Speaking as a former latchkey kid, I "may" have been "endangered" any of the times I walked home from school along a busy street, cut through a construction site on the way, decided whether to buy Pixy Stix with the money my father had given me for a haircut, met up with friends for innocent mischief, and then returned home to an empty apartment to do homework. "May be endangered" is so broad as to cover most daily activities.
Speaking of hypothetical perils, we're all apparently poised to meet our makers if we waver from requiring government permission slips for people tasked with beautifying the world around us. Without occupational licensing, "any person without any formal education would be able to practice cosmetology, putting consumers at risk of injuries, burns, infections, and the spread of diseases, such as hepatitis and Methicillin-Resistant Staphylococcus (MRSA), due to unsanitary practices." At least, so says Bridget Sharpe of the Professional Beauty Association in response to proposals to reform the licensing laws that the Bureau of Labor Statistics says now ensnare one-quarter of American jobs.
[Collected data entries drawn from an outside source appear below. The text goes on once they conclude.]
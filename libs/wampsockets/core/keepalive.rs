//! Ping/pong keepalive for WebSocket connections
//!
//! # Architecture
//!
//! The keepalive is polled from the connection's I/O loop alongside reads
//! and writes; it never owns the socket:
//!
//! ```text
//! ┌──────────────────────────┐
//! │  Connection I/O loop     │
//! │                          │
//! │  select! {               │
//! │    socket read   ──────┐ │   Pong ──> pong_received()
//! │    outbound queue      │ │
//! │    keepalive event ────┼─┼─> Ping      => send ping, ping_sent()
//! │  }                     │ │   TimedOut  => close connection
//! └────────────────────────┴─┘
//! ```
//!
//! Missed ticks are skipped rather than bursting pings after a stall.

use crate::config::KeepaliveConfig;
use std::time::Duration;
use tokio::time::{interval_at, sleep_until, Instant, Interval, MissedTickBehavior};

/// What the I/O loop should do next
#[derive(Debug, Clone, Copy, PartialEq, Eq)]
pub enum KeepaliveEvent {
    /// Time to send a ping
    Ping,
    /// A ping went unanswered for longer than the timeout
    TimedOut,
}

/// Keepalive timer state for one connection
pub struct Keepalive {
    ticker: Interval,
    timeout: Duration,
    pong_deadline: Option<Instant>,
}

impl Keepalive {
    pub fn new(config: KeepaliveConfig) -> Self {
        let period = config.interval.max(Duration::from_millis(1));
        let mut ticker = interval_at(Instant::now() + period, period);
        ticker.set_missed_tick_behavior(MissedTickBehavior::Skip);
        Self {
            ticker,
            timeout: config.timeout,
            pong_deadline: None,
        }
    }

    /// Wait for the next keepalive event
    pub async fn next_event(&mut self) -> KeepaliveEvent {
        match self.pong_deadline {
            Some(deadline) => {
                tokio::select! {
                    _ = sleep_until(deadline) => KeepaliveEvent::TimedOut,
                    _ = self.ticker.tick() => KeepaliveEvent::Ping,
                }
            }
            None => {
                self.ticker.tick().await;
                KeepaliveEvent::Ping
            }
        }
    }

    /// Record that a ping was written; starts the pong deadline
    pub fn ping_sent(&mut self) {
        if self.pong_deadline.is_none() {
            self.pong_deadline = Some(Instant::now() + self.timeout);
        }
    }

    /// Record that a pong arrived
    pub fn pong_received(&mut self) {
        self.pong_deadline = None;
    }

    pub fn timeout(&self) -> Duration {
        self.timeout
    }

    /// Check whether a pong is outstanding
    pub fn awaiting_pong(&self) -> bool {
        self.pong_deadline.is_some()
    }
}

/// Poll an optional keepalive; never resolves when keepalive is disabled
pub(crate) async fn next_keepalive_event(keepalive: &mut Option<Keepalive>) -> KeepaliveEvent {
    match keepalive {
        Some(keepalive) => keepalive.next_event().await,
        None => std::future::pending().await,
    }
}

#[cfg(test)]
mod tests {
    use super::*;

    fn config(interval_ms: u64, timeout_ms: u64) -> KeepaliveConfig {
        KeepaliveConfig::new(
            Duration::from_millis(interval_ms),
            Duration::from_millis(timeout_ms),
        )
    }

    #[tokio::test(start_paused = true)]
    async fn test_first_ping_waits_one_interval() {
        let mut keepalive = Keepalive::new(config(1000, 500));
        let started = Instant::now();

        assert_eq!(keepalive.next_event().await, KeepaliveEvent::Ping);
        assert!(started.elapsed() >= Duration::from_millis(1000));
    }

    #[tokio::test(start_paused = true)]
    async fn test_unanswered_ping_times_out() {
        let mut keepalive = Keepalive::new(config(1000, 300));

        assert_eq!(keepalive.next_event().await, KeepaliveEvent::Ping);
        keepalive.ping_sent();
        assert!(keepalive.awaiting_pong());

        assert_eq!(keepalive.next_event().await, KeepaliveEvent::TimedOut);
    }

    #[tokio::test(start_paused = true)]
    async fn test_pong_clears_deadline() {
        let mut keepalive = Keepalive::new(config(1000, 300));

        assert_eq!(keepalive.next_event().await, KeepaliveEvent::Ping);
        keepalive.ping_sent();
        keepalive.pong_received();
        assert!(!keepalive.awaiting_pong());

        assert_eq!(keepalive.next_event().await, KeepaliveEvent::Ping);
    }
}
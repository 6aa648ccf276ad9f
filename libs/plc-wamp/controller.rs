//! The control surface exposed to the surrounding runtime
//!
//! At most one transport and one session are live at a time. Both are held
//! in slots owned by the controller; status is derived from the slots on
//! every call, never stored. A stopped transport is kept aside until its
//! task exits, and no new one starts before that.

use crate::config::WampConfig;
use crate::error::{Result, WampError};
use crate::protocol::{Payload, SUBPROTOCOL};
use crate::registry::Registry;
use crate::session::{SessionFactory, SessionHandle, SessionSlot};
use parking_lot::{Mutex, RwLock};
use std::sync::Arc;
use tracing::{debug, error, info, warn};
use wampsockets::{
    ReconnectingTransport, TransportConfig, TransportHandle, TransportOpener, WsOpener,
};

/// Coarse client status
#[derive(Debug, Clone, Copy, PartialEq, Eq, Hash)]
pub enum WampStatus {
    /// No transport
    Disconnected,
    /// Transport running, no session yet
    Connecting,
    /// Session exists but has not joined
    Established,
    /// Session joined
    Attached,
}

impl WampStatus {
    pub fn as_str(&self) -> &'static str {
        match self {
            WampStatus::Disconnected => "Disconnected",
            WampStatus::Connecting => "Connecting",
            WampStatus::Established => "Established",
            WampStatus::Attached => "Attached",
        }
    }
}

impl std::fmt::Display for WampStatus {
    fn fmt(&self, f: &mut std::fmt::Formatter<'_>) -> std::fmt::Result {
        f.write_str(self.as_str())
    }
}

/// Starts, stops and observes the WAMP client
///
/// All methods take `&self`; share the controller behind an `Arc`.
/// [`start`](Self::start) and [`restart`](Self::restart) spawn tasks and must
/// be called from within a tokio runtime.
pub struct WampController {
    registry: Registry,
    /// Replaces the WebSocket opener (in-process brokers, tests)
    opener: Option<Arc<dyn TransportOpener>>,
    last_config: RwLock<Option<WampConfig>>,
    transport: Mutex<Option<ReconnectingTransport>>,
    /// Stopped transport whose session may still be leaving
    retiring: Mutex<Option<ReconnectingTransport>>,
    session: SessionSlot,
}

impl WampController {
    pub fn new(registry: Registry) -> Self {
        Self {
            registry,
            opener: None,
            last_config: RwLock::new(None),
            transport: Mutex::new(None),
            retiring: Mutex::new(None),
            session: Arc::new(RwLock::new(None)),
        }
    }

    /// Use `opener` for every connection attempt instead of WebSockets
    pub fn with_opener(mut self, opener: Arc<dyn TransportOpener>) -> Self {
        self.opener = Some(opener);
        self
    }

    pub fn registry(&self) -> &Registry {
        &self.registry
    }

    /// Validate `config` and start connecting
    ///
    /// Returns `Ok(false)` without connecting when the configuration is not
    /// active or its options cannot be applied. A configuration error aborts
    /// before any network I/O.
    ///
    /// Fails with [`WampError::StillStopping`] while a transport stopped by
    /// [`stop`](Self::stop) has not exited yet; await
    /// [`shutdown`](Self::shutdown) to wait for it.
    pub fn start(&self, config: WampConfig) -> Result<bool> {
        let mut transport = self.transport.lock();
        if transport.as_ref().is_some_and(|t| !t.is_finished()) {
            return Err(WampError::AlreadyStarted);
        }
        {
            let mut retiring = self.retiring.lock();
            if retiring.as_ref().is_some_and(|t| !t.is_finished()) {
                return Err(WampError::StillStopping);
            }
            *retiring = None;
        }

        let validated = config.validate()?;
        *self.last_config.write() = Some(config);

        if !validated.active {
            info!("WAMP deactivated in configuration");
            *transport = None;
            return Ok(false);
        }

        let backoff = match validated.client_factory_options.to_backoff() {
            Ok(backoff) => backoff,
            Err(e) => {
                error!("Custom client factory options failed: {}", e);
                warn!("WAMP client can not connect to : {}", validated.url);
                *transport = None;
                return Ok(false);
            }
        };
        let keepalive = match validated.protocol_options.to_keepalive() {
            Ok(keepalive) => keepalive,
            Err(e) => {
                error!("Custom protocol options failed: {}", e);
                warn!("WAMP client can not connect to : {}", validated.url);
                *transport = None;
                return Ok(false);
            }
        };

        if validated.secret.is_none() {
            info!("WAMP authentication has no secret configured");
        }

        let opener = match &self.opener {
            Some(opener) => Arc::clone(opener),
            None => {
                let mut opener = WsOpener::new().with_subprotocol(SUBPROTOCOL);
                if let Some(keepalive) = keepalive {
                    opener = opener.with_keepalive(keepalive);
                }
                Arc::new(opener) as Arc<dyn TransportOpener>
            }
        };

        let url = validated.url.clone();
        let factory = SessionFactory::new(
            Arc::new(validated),
            self.registry.clone(),
            Arc::clone(&self.session),
        );
        *transport = Some(ReconnectingTransport::spawn(
            TransportConfig::new(url.clone(), backoff),
            opener,
            Arc::new(factory),
        ));

        info!("WAMP client connecting to : {}", url);
        Ok(true)
    }

    /// Stop reconnecting and leave the current session
    ///
    /// Idempotent. Returns immediately; the leave completes in the
    /// background. The session is detached at once, so status and publish
    /// no longer see it.
    pub fn stop(&self) {
        let Some(transport) = self.transport.lock().take() else {
            return;
        };
        transport.stop_trying();
        if let Some(session) = self.session.write().take() {
            session.leave();
        }
        *self.retiring.lock() = Some(transport);
    }

    /// [`stop`](Self::stop), then wait for the transport task to exit
    pub async fn shutdown(&self) {
        self.stop();
        let retiring = self.retiring.lock().take();
        if let Some(transport) = retiring {
            transport.join().await;
            debug!("WAMP transport stopped");
        }
    }

    /// Reconnect
    ///
    /// With a live session, resets the backoff and drops the connection so
    /// the transport reconnects on its own. Otherwise shuts down what is
    /// left and starts again from the last known configuration.
    pub async fn restart(&self) -> Result<bool> {
        let live = {
            let transport = self.transport.lock();
            transport
                .as_ref()
                .filter(|t| !t.is_finished())
                .map(ReconnectingTransport::handle)
        };
        let session = self.session.read().clone();

        if let (Some(transport), Some(session)) = (live, session) {
            transport.reset_delay();
            session.disconnect();
            return Ok(true);
        }

        let config = self
            .last_config
            .read()
            .clone()
            .ok_or(WampError::NotConfigured)?;
        self.shutdown().await;
        self.start(config)
    }

    /// Apply a new configuration
    ///
    /// An invalid configuration is rejected before the running client is
    /// touched. The old session has left, or its grace period expired,
    /// before the new one connects.
    pub async fn reconfigure(&self, config: WampConfig) -> Result<bool> {
        config.validate()?;
        self.shutdown().await;
        self.start(config)
    }

    pub fn status(&self) -> WampStatus {
        let transport_alive = self
            .transport
            .lock()
            .as_ref()
            .is_some_and(|t| !t.is_finished());
        if !transport_alive {
            return WampStatus::Disconnected;
        }

        match self.session.read().as_ref() {
            None => WampStatus::Connecting,
            Some(session) if session.is_attached() => WampStatus::Attached,
            Some(_) => WampStatus::Established,
        }
    }

    /// Publish to `topic`; does nothing unless attached
    ///
    /// Returns whether the event was sent.
    pub fn publish(&self, topic: &str, value: impl Into<Payload>) -> bool {
        self.publish_with(|session, payload| session.publish(topic, payload), value)
    }

    /// Publish to `"{ID}.{event}"`; does nothing unless attached
    pub fn publish_with_own_id(&self, event: &str, value: impl Into<Payload>) -> bool {
        self.publish_with(
            |session, payload| session.publish_with_own_id(event, payload),
            value,
        )
    }

    fn publish_with<F>(&self, publish: F, value: impl Into<Payload>) -> bool
    where
        F: FnOnce(&SessionHandle, Payload) -> Result<()>,
    {
        if self.status() != WampStatus::Attached {
            return false;
        }
        let Some(session) = self.session() else {
            return false;
        };
        match publish(&session, value.into()) {
            Ok(()) => true,
            Err(e) => {
                debug!("Publish failed: {}", e);
                false
            }
        }
    }

    /// The live session, if any
    pub fn session(&self) -> Option<SessionHandle> {
        self.session.read().clone()
    }

    /// Configuration given to the last `start`/`reconfigure`
    pub fn last_known_config(&self) -> Option<WampConfig> {
        self.last_config.read().clone()
    }

    /// Handle of the running transport, if any
    pub fn transport(&self) -> Option<TransportHandle> {
        self.transport
            .lock()
            .as_ref()
            .map(ReconnectingTransport::handle)
    }
}

impl std::fmt::Debug for WampController {
    fn fmt(&self, f: &mut std::fmt::Formatter<'_>) -> std::fmt::Result {
        f.debug_struct("WampController")
            .field("status", &self.status())
            .field("registry", &self.registry)
            .finish()
    }
}

#[cfg(test)]
mod tests {
    use super::*;
    use crate::registry::{CapabilityRegistry, Catalog};

    fn controller() -> WampController {
        WampController::new(Registry::new(Catalog::plc_runtime(), CapabilityRegistry::new()))
    }

    #[test]
    fn test_status_labels() {
        assert_eq!(WampStatus::Attached.to_string(), "Attached");
        assert_eq!(WampStatus::Disconnected.as_str(), "Disconnected");
    }

    #[tokio::test]
    async fn test_inactive_config_creates_no_transport() {
        let controller = controller();

        assert!(!controller.start(WampConfig::deactivated()).unwrap());
        assert_eq!(controller.status(), WampStatus::Disconnected);
        assert!(controller.transport().is_none());
        assert_eq!(
            controller.last_known_config(),
            Some(WampConfig::deactivated())
        );
    }

    #[tokio::test]
    async fn test_restart_without_config() {
        let controller = controller();
        assert!(matches!(
            controller.restart().await,
            Err(WampError::NotConfigured)
        ));
    }

    #[test]
    fn test_stop_is_idempotent() {
        let controller = controller();
        controller.stop();
        controller.stop();
        assert_eq!(controller.status(), WampStatus::Disconnected);
    }

    #[test]
    fn test_publish_is_noop_when_disconnected() {
        let controller = controller();
        assert!(!controller.publish("Updated", serde_json::json!(1)));
        assert!(!controller.publish_with_own_id("Updated", serde_json::json!(1)));
    }
}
But that pales in comparison to the doom forecast by the interior designer who told Florida lawmakers that by considering eliminating occupational licensing for her trade, "what you're basically doing is contributing to 88,000 deaths every year" from infections spread by incompetently chosen fabrics. She must have been persuasive, since a recent report from the Institute for Justice reveals that Florida remains one of only three states, plus D.C., to require a license for such employment.
Those of us in the other 47 states are too hard at work shoveling bodies from the Great Décor Die-Off of 2018 to take notice. But we're running out of fuel for the bulldozers. Is there anybody out there who can safely pump our gas?